Principles of Disability Justice

Intersectionality, Leadership of those most impacted, anti-capitalism, cross-movement organizing, wholeness, sustainability, cross-disability solidarity, interdependence, collective access, collective liberation
10 Principles of Disability Justice

Disability justice is a framework and movement that seeks to address and rectify the systemic injustices and inequalities that people with disabilities face. It is important to understand the core tenets of disability justice to support and advocate for the rights and well-being of individuals with disabilities. 

Sins Invalid created these principles after meeting in September of 2015. Sins Invalid is a disability justice based performance project that incubates and celebrates artists with disabilities, centralizing artists of color and LGBTQ / gender-variant artists as communities who have been historically marginalized. 

10 Principles of Disability Justice:

1. Intersectionality: Disability justice recognizes that disability does not exist in isolation. It intersects with other aspects of a person’s identity, such as race, gender, sexuality, class, and more. It acknowledges that individuals with disabilities often face multiple forms of discrimination and oppression, and these intersecting identities must be considered in any analysis or advocacy.

2. Centering Voices of Disabled People: Disability justice emphasizes the importance of amplifying the voices and leadership of people with disabilities themselves. It prioritizes the lived experiences and perspectives of disabled individuals and encourages them to be at the forefront of decision-making processes and advocacy efforts.

3. Anti-Ableism: Ableism is a form of discrimination and prejudice against people with disabilities. Disability justice opposes ableism in all its forms and works to challenge and dismantle societal attitudes, practices, and policies that perpetuate discrimination, stereotypes, and marginalization of disabled individuals.

4. Access and Inclusion: Disability justice advocates for universal accessibility and inclusion in all aspects of society, including education, employment, healthcare, transportation, and public spaces. This includes physical accessibility as well as accommodations for various disabilities, such as sign language interpreters, captioning, braille, and assistive technologies.

5. Radical Love and Care: Disability justice promotes the idea of radical love and care, which means valuing and supporting individuals with disabilities unconditionally.
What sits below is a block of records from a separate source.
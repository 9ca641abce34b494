mod common;

use common::FakeIndex;
use std::sync::atomic::Ordering;
use std::sync::Arc;
use std::time::{Duration, Instant};
use vecload_common::VecLoadError;
use vecload_harness::config::{DeleteParams, FullParams, ReadParams, RunContext, StormParams, WriteParams};
use vecload_harness::orchestrator::{
    run_delete_all, run_full_test, run_read_test, run_storm_test, run_write_test, stats_snapshot, DeleteReport,
    RunState, StormOutcome,
};

fn quiet() -> RunContext {
    RunContext { show_progress: false, progress_interval: Duration::from_millis(50), ..RunContext::default() }
}

fn write_params(num_vectors: u64) -> WriteParams {
    WriteParams { num_vectors, num_threads: 4, batch_size: 100, dimension: 8, namespace: None }
}

fn read_params(duration: Duration, num_threads: usize) -> ReadParams {
    ReadParams { duration, num_threads, top_k: 10, dimension: 8 }
}

#[tokio::test(flavor = "multi_thread", worker_threads = 4)]
async fn test_write_upserts_all_vectors() {
    let index = Arc::new(FakeIndex::new());
    let report = run_write_test(Arc::clone(&index), &write_params(250), &quiet()).await.unwrap();

    assert_eq!(report.state, RunState::Completed);
    assert_eq!(report.requested_vectors, 250);
    assert_eq!(report.total_batches, 3);
    assert_eq!(report.vectors_upserted, 250);
    assert_eq!(report.summary.operations, 3);
    assert_eq!(report.summary.errors, 0);
    assert!(report.summary.latency.is_some());

    let mut sizes = index.batch_sizes.lock().clone();
    sizes.sort();
    assert_eq!(sizes, [50, 100, 100]);
    assert_eq!(index.total_vectors.load(Ordering::SeqCst), 250);
}

#[tokio::test(flavor = "multi_thread", worker_threads = 4)]
async fn test_write_with_failures_counts_only_successful_batches() {
    let index = Arc::new(FakeIndex { fail_upsert_ids: vec!["vec-0".to_string()], ..FakeIndex::new() });
    let report = run_write_test(index, &write_params(300), &quiet()).await.unwrap();

    assert_eq!(report.vectors_upserted, 200);
    assert_eq!(report.summary.operations, 2);
    assert_eq!(report.summary.errors, 1);
}

#[tokio::test]
async fn test_write_rejects_invalid_params_before_any_call() {
    let index = Arc::new(FakeIndex::new());
    let params = WriteParams { batch_size: 0, ..write_params(100) };
    let err = run_write_test(Arc::clone(&index), &params, &quiet()).await.unwrap_err();

    assert!(matches!(err, VecLoadError::InvalidConfig(_)));
    assert_eq!(index.upsert_calls.load(Ordering::SeqCst), 0);
}

#[tokio::test(flavor = "multi_thread", worker_threads = 4)]
async fn test_read_runs_for_duration_then_stops() {
    let index = Arc::new(FakeIndex::with_latency(Duration::from_millis(5)));
    let started = Instant::now();
    let report = run_read_test(Arc::clone(&index), &read_params(Duration::from_secs(2), 5), &quiet())
        .await
        .unwrap();
    let wall = started.elapsed();

    assert_eq!(report.state, RunState::Completed);
    assert!(wall >= Duration::from_secs(2));
    assert!(wall < Duration::from_secs(4), "read test overran: {wall:?}");
    assert_eq!(report.threads, 5);
    assert!(report.summary.operations > 0);
    assert_eq!(report.summary.operations, index.queries_for(None));
    assert!(report.summary.elapsed_secs >= 2.0);
}

#[tokio::test(flavor = "multi_thread", worker_threads = 4)]
async fn test_read_cancelled_early() {
    let index = Arc::new(FakeIndex::with_latency(Duration::from_millis(2)));
    let ctx = quiet();
    let cancel = ctx.cancel.clone();
    tokio::spawn(async move {
        tokio::time::sleep(Duration::from_millis(150)).await;
        cancel.cancel();
    });

    let started = Instant::now();
    let report = run_read_test(index, &read_params(Duration::from_secs(30), 3), &ctx).await.unwrap();

    assert_eq!(report.state, RunState::Cancelled);
    assert!(started.elapsed() < Duration::from_secs(5));
}

#[tokio::test]
async fn test_read_rejects_bad_top_k() {
    let index = Arc::new(FakeIndex::new());
    let params = ReadParams { top_k: 0, ..read_params(Duration::from_millis(100), 1) };
    let err = run_read_test(Arc::clone(&index), &params, &quiet()).await.unwrap_err();

    assert_eq!(err, VecLoadError::InvalidTopK(0));
    assert_eq!(index.query_calls.load(Ordering::SeqCst), 0);
}

#[tokio::test]
async fn test_storm_with_no_namespaces_launches_nothing() {
    let index = Arc::new(FakeIndex::new());
    let params = StormParams { duration: Duration::from_millis(200), threads_per_namespace: 4, top_k: 10, dimension: 8 };
    let outcome = run_storm_test(Arc::clone(&index), &params, &quiet()).await.unwrap();

    assert_eq!(outcome, StormOutcome::NoNamespaces);
    assert_eq!(index.query_calls.load(Ordering::SeqCst), 0);
}

#[tokio::test(flavor = "multi_thread", worker_threads = 4)]
async fn test_storm_queries_every_namespace() {
    let index = Arc::new(FakeIndex {
        latency: Duration::from_millis(2),
        ..FakeIndex::with_namespaces(&[("", 10), ("alpha", 20), ("beta", 30)])
    });
    let params = StormParams { duration: Duration::from_millis(400), threads_per_namespace: 2, top_k: 5, dimension: 8 };
    let outcome = run_storm_test(Arc::clone(&index), &params, &quiet()).await.unwrap();

    let StormOutcome::Completed(report) = outcome else {
        panic!("expected a completed storm");
    };
    assert_eq!(report.state, RunState::Completed);
    assert_eq!(report.namespaces, 3);
    assert_eq!(report.total_threads, 6);
    assert_eq!(report.total_vectors, 60);
    assert_eq!(report.per_namespace.len(), 3);

    for row in &report.per_namespace {
        assert_eq!(row.queries, index.queries_for(Some(&row.namespace)), "namespace {:?}", row.namespace);
    }
    let sum: u64 = report.per_namespace.iter().map(|r| r.queries).sum();
    assert_eq!(sum, report.summary.operations);
    let sorted = report.per_namespace.windows(2).all(|w| w[0].queries >= w[1].queries);
    assert!(sorted);
}

#[tokio::test]
async fn test_storm_propagates_stats_failure() {
    let index = Arc::new(FakeIndex { stats_unavailable: true, ..FakeIndex::new() });
    let err = run_storm_test(index, &StormParams::default(), &quiet()).await.unwrap_err();
    assert!(matches!(err, VecLoadError::NetworkError(_)));
}

#[tokio::test]
async fn test_delete_on_empty_index_is_noop() {
    let index = FakeIndex::new();
    let params = DeleteParams { namespace: None, settle: Duration::ZERO };
    let report = run_delete_all(&index, &params, &quiet()).await.unwrap();

    assert_eq!(report, DeleteReport::NothingToDelete);
    assert_eq!(index.delete_calls.load(Ordering::SeqCst), 0);
}

#[tokio::test]
async fn test_delete_reports_before_and_after() {
    let index = FakeIndex::with_namespaces(&[("", 500)]);
    let params = DeleteParams { namespace: None, settle: Duration::from_millis(10) };
    let report = run_delete_all(&index, &params, &quiet()).await.unwrap();

    let DeleteReport::Deleted { vectors_before, vectors_remaining, delete_secs } = report else {
        panic!("expected a delete");
    };
    assert_eq!(vectors_before, 500);
    assert_eq!(vectors_remaining, 0);
    assert!(delete_secs >= 0.0);
    assert_eq!(index.delete_calls.load(Ordering::SeqCst), 1);
}

#[tokio::test]
async fn test_delete_reports_residual_vectors() {
    let index = FakeIndex { residual_after_delete: 7, ..FakeIndex::with_namespaces(&[("", 100)]) };
    let params = DeleteParams { namespace: None, settle: Duration::ZERO };
    let report = run_delete_all(&index, &params, &quiet()).await.unwrap();

    assert!(matches!(report, DeleteReport::Deleted { vectors_remaining: 7, .. }));
}

#[tokio::test]
async fn test_delete_scoped_to_namespace_counts_only_that_namespace() {
    let index = FakeIndex::with_namespaces(&[("a", 100), ("b", 100)]);
    let params = DeleteParams { namespace: Some("a".to_string()), settle: Duration::ZERO };
    let report = run_delete_all(&index, &params, &quiet()).await.unwrap();

    let DeleteReport::Deleted { vectors_before, vectors_remaining, .. } = report else {
        panic!("expected a delete");
    };
    assert_eq!(vectors_before, 100);
    assert_eq!(vectors_remaining, 0);
    assert_eq!(index.total_vectors.load(Ordering::SeqCst), 100, "namespace b untouched");
    assert!(index.namespaces.lock().contains_key("b"));
}

#[tokio::test]
async fn test_delete_on_empty_namespace_is_noop() {
    let index = FakeIndex::with_namespaces(&[("a", 100), ("b", 100)]);
    let params = DeleteParams { namespace: Some("empty".to_string()), settle: Duration::ZERO };
    let report = run_delete_all(&index, &params, &quiet()).await.unwrap();

    assert_eq!(report, DeleteReport::NothingToDelete);
    assert_eq!(index.delete_calls.load(Ordering::SeqCst), 0);
    assert_eq!(index.total_vectors.load(Ordering::SeqCst), 200);
}

#[tokio::test]
async fn test_stats_snapshot() {
    let index = FakeIndex::with_namespaces(&[("a", 3), ("b", 4)]);
    let stats = stats_snapshot(&index).await.unwrap();
    assert_eq!(stats.total_vector_count, 7);
    assert_eq!(stats.namespace_names(), ["a", "b"]);
}

#[tokio::test(flavor = "multi_thread", worker_threads = 4)]
async fn test_full_run_write_read_delete() {
    let index = Arc::new(FakeIndex::with_latency(Duration::from_millis(1)));
    let params = FullParams {
        write: write_params(200),
        read: read_params(Duration::from_millis(300), 2),
        settle: Duration::ZERO,
        delete_after: true,
        delete: DeleteParams { namespace: None, settle: Duration::ZERO },
    };
    let report = run_full_test(Arc::clone(&index), &params, &quiet()).await.unwrap();

    assert_eq!(report.write.vectors_upserted, 200);
    assert_eq!(report.stats_after_write.as_ref().map(|s| s.total_vector_count), Some(200));
    let read = report.read.expect("read phase ran");
    assert_eq!(read.state, RunState::Completed);
    assert!(read.summary.operations > 0);
    assert!(matches!(report.delete, Some(DeleteReport::Deleted { vectors_before: 200, .. })));
}

#[tokio::test(flavor = "multi_thread", worker_threads = 4)]
async fn test_full_run_keeps_vectors_without_delete_after() {
    let index = Arc::new(FakeIndex::new());
    let params = FullParams {
        write: write_params(100),
        read: read_params(Duration::from_millis(100), 1),
        settle: Duration::ZERO,
        ..FullParams::default()
    };
    let report = run_full_test(Arc::clone(&index), &params, &quiet()).await.unwrap();

    assert!(report.delete.is_none());
    assert_eq!(index.delete_calls.load(Ordering::SeqCst), 0);
    assert_eq!(index.total_vectors.load(Ordering::SeqCst), 100);
}

#[tokio::test]
async fn test_full_run_cancelled_stops_after_write() {
    let index = Arc::new(FakeIndex::new());
    let ctx = quiet();
    ctx.cancel.cancel();
    let params = FullParams { write: write_params(500), ..FullParams::default() };
    let report = run_full_test(Arc::clone(&index), &params, &ctx).await.unwrap();

    assert_eq!(report.write.state, RunState::Cancelled);
    assert_eq!(report.write.vectors_upserted, 0);
    assert!(report.read.is_none());
    assert_eq!(index.upsert_calls.load(Ordering::SeqCst), 0);
    assert_eq!(index.query_calls.load(Ordering::SeqCst), 0);
}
It emphasizes building communities and relationships based on empathy, compassion, and solidarity, rather than paternalism or charity.

6. Challenging Capitalism: Disability justice recognizes that capitalist systems can perpetuate inequalities and exploitation, particularly for disabled individuals who may struggle to access employment or necessary resources. It calls for economic justice and alternative economic models that prioritize the well-being of all, including those with disabilities.

7. Coalition Building: Disability justice advocates for building coalitions and alliances with other social justice movements, recognizing the interconnectedness of various struggles for justice. This includes collaborating with movements addressing racism, sexism, LGBTQ+ rights, and more, as these issues often overlap with disability justice concerns.

8. Collective Liberation: Disability justice seeks not only to address the specific issues faced by disabled individuals but also to contribute to a broader vision of collective liberation. It envisions a world where all forms of oppression are dismantled, and all people can thrive regardless of their abilities or identities.

9. Redefining Normalcy: Disability justice challenges the idea of “normalcy” and rejects the notion that certain abilities or characteristics are superior to others. It celebrates and values diversity and difference, recognizing that there is no one “normal” way to be human.

10. Transformative Justice: Disability justice calls for transformative change in society rather than mere accommodation or compliance with existing norms. It encourages systemic change that leads to a more equitable, inclusive, and just world for all.

Disability justice is a holistic and intersectional approach to addressing the unique challenges and inequalities faced by people with disabilities. It calls for a radical shift in how society views and treats disability, with a focus on empowerment, inclusion, and the dismantling of oppressive systems.